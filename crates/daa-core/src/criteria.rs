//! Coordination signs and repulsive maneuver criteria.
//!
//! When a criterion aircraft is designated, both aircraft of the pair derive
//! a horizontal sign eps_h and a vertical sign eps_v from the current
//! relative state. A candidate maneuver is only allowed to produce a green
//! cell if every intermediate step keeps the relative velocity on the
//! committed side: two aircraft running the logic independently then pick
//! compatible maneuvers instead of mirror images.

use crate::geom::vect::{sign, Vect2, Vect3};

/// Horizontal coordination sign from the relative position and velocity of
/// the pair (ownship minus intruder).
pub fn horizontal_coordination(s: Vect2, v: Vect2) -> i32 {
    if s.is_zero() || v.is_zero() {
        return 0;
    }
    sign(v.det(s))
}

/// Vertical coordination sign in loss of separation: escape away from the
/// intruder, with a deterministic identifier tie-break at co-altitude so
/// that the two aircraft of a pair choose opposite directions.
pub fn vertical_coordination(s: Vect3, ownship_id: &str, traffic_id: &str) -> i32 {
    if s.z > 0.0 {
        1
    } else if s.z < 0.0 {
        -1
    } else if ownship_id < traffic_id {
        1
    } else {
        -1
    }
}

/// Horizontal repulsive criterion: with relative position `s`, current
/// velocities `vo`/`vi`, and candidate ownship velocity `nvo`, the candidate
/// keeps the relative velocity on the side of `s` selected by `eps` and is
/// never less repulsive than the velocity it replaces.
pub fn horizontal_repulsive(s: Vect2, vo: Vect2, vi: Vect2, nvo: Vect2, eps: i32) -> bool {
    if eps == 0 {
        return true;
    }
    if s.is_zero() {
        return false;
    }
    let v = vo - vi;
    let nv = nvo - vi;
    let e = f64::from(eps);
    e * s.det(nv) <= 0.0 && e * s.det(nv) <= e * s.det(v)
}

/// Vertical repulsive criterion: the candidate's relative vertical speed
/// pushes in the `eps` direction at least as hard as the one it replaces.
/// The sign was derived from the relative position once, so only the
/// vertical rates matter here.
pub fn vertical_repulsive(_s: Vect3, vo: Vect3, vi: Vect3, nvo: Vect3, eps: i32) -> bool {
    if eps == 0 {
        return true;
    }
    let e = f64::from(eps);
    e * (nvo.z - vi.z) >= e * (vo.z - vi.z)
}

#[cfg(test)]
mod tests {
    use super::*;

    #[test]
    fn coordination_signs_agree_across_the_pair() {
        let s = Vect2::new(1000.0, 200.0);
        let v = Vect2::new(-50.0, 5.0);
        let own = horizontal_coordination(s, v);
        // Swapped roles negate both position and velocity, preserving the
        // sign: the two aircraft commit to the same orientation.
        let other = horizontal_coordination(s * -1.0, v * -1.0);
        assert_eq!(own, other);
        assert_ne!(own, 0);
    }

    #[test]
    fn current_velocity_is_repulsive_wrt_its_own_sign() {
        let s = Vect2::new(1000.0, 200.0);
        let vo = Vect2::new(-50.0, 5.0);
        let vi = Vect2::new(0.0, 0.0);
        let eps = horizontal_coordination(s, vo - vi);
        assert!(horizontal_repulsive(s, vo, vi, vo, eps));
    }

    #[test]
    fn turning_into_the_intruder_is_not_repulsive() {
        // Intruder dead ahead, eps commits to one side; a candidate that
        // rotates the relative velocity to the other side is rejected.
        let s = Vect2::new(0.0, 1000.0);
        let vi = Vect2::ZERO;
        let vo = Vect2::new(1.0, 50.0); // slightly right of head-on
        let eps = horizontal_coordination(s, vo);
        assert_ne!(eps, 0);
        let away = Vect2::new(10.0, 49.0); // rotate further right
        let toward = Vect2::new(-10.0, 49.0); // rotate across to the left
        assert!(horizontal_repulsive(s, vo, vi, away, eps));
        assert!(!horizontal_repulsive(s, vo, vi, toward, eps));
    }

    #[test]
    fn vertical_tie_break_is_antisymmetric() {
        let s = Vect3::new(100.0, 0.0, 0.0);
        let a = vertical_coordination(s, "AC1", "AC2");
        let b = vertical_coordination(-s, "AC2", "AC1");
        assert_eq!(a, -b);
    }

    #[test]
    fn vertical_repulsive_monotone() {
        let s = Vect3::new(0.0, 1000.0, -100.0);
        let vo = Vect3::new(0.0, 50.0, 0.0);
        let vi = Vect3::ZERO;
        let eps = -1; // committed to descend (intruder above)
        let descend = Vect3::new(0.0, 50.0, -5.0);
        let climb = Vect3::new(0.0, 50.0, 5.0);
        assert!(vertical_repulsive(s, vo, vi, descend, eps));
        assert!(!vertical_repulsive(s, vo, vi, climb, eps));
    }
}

^^^^

▶ **PROBLEM TO WORK ON**:
Every line above in which the word "right" is present must be copied into the answer.

▶ **SOLVED PROBLEM**:
        let vo = Vect2::new(1.0, 50.0); // slightly right of head-on
        let away = Vect2::new(10.0, 49.0); // rotate further right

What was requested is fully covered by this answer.